Dusting this thing off to share a quick tip for Single Sign-On work. For a while now I’ve been a proponent of using Claims X-Ray for interrogating/troubleshooting AD FS Claims. The tool is created by the AD FS / Azure AD team, and I have always found it to be a massive help. However, I had never tried using it with Azure AD, and it isn’t really presented as a tool that you would use with Azure AD. Ultimately there is no reason you can’t though, and I am finding it just as useful as I do with AD FS (if not more so). When I say “more so”, consider that many attributes are not easily discoverable in the interface, in PowerShell, or with Graph queries. Even attributes as important as user.onPremisesSamAccountName are quite hard to find unless you know the Graph syntax, so in some cases it may be simplest to add an unknown Claim to Claims X-Ray and interrogate away.
Here’s a view of my configuration. It will literally take two minutes (by which I mean 4 minutes and 24 seconds in the first empirical data to arrive) to deploy in your labs, and there is no reason not to target it at All Users, since it only unveils their own data.

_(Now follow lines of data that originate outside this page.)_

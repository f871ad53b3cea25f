pub mod engine;
pub mod types;

pub use engine::TournamentEngine;
pub use types::{
    merge_revealed, validate_stages, StageRecord, Tournament, TournamentError, TournamentStatus, WorkerRecord,
};
//! A narrow JSON-Schema-lite validator: enough to catch missing required
//! fields and primitive type mismatches before a tool handler runs. Not a
//! general-purpose `jsonschema` implementation — the registry only needs to
//! validate flat-ish object schemas tools declare for themselves.

use serde_json::Value;

/// A single validation failure: either a missing required property or a
/// type mismatch on a present one.
#[derive(Debug, Clone, PartialEq)]
pub enum SchemaViolation {
    MissingRequired(String),
    TypeMismatch { field: String, expected: String, got: String },
}

impl std::fmt::Display for SchemaViolation {
    fn fmt(&self, f: &mut std::fmt::Formatter<'_>) -> std::fmt::Result {
        match self {
            SchemaViolation::MissingRequired(field) => {
                write!(f, "missing required field '{field}'")
            }
            SchemaViolation::TypeMismatch { field, expected, got } => {
                write!(f, "field '{field}' expected type {expected}, got {got}")
            }
        }
    }
}

/// Validate `args` against a JSON Schema object shaped like
/// `{"type": "object", "properties": {...}, "required": [...]}`.
///
/// Schemas lacking `properties`/`required` are treated as permissive (no
/// violations); this is a best-effort guard, not a full schema engine.
pub fn validate(schema: &Value, args: &Value) -> Result<(), SchemaViolation> {
    let Some(required) = schema.get("required").and_then(Value::as_array) else {
        return Ok(());
    };

    for field in required {
        let Some(field_name) = field.as_str() else { continue };
        if args.get(field_name).is_none() {
            return Err(SchemaViolation::MissingRequired(field_name.to_string()));
        }
    }

    if let Some(properties) = schema.get("properties").and_then(Value::as_object) {
        for (field_name, field_schema) in properties {
            let Some(value) = args.get(field_name) else { continue };
            let Some(expected_type) = field_schema.get("type").and_then(Value::as_str) else {
                continue;
            };
            if !matches_json_type(value, expected_type) {
                return Err(SchemaViolation::TypeMismatch {
                    field: field_name.clone(),
                    expected: expected_type.to_string(),
                    got: json_type_name(value).to_string(),
                });
            }
        }
    }

    Ok(())
}

fn matches_json_type(value: &Value, expected: &str) -> bool {
    match expected {
        "string" => value.is_string(),
        "number" => value.is_number(),
        "integer" => value.is_i64() || value.is_u64(),
        "boolean" => value.is_boolean(),
        "object" => value.is_object(),
        "array" => value.is_array(),
        "null" => value.is_null(),
        _ => true,
    }
}

fn json_type_name(value: &Value) -> &'static str {
    match value {
        Value::Null => "null",
        Value::Bool(_) => "boolean",
        Value::Number(_) => "number",
        Value::String(_) => "string",
        Value::Array(_) => "array",
        Value::Object(_) => "object",
    }
}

Navigate to Enterprise Applications in Azure AD
Add a Non-Gallery Application, and name it “Claims X-Ray”, or whatever you like.
Configure Single Sign-On
Configure SAML
Extract the Redirect URL and Identifier from the Claims X-Ray site
Open the Basic SAML configuration options
Paste in the Identifier from Claims X-Ray as Identifier (Entity ID). Paste in the Redirect URL as Reply URL (Assertion Consumer Service URL)
When this is Saved successfully, do not choose the testing option yet, as the application hasn’t been assigned.
Add All Users (or whichever Group you would like to target). Personally, I see little reason to target this narrowly in a test environment.
Test the application from the My Apps portal.
That’s it! You will see a response like this in the default configuration.
And you can even view the Raw token data if you need to look at things like the token format, etc.
Hope this helps! In my view this should become a standard part of anyone’s Azure AD test environment.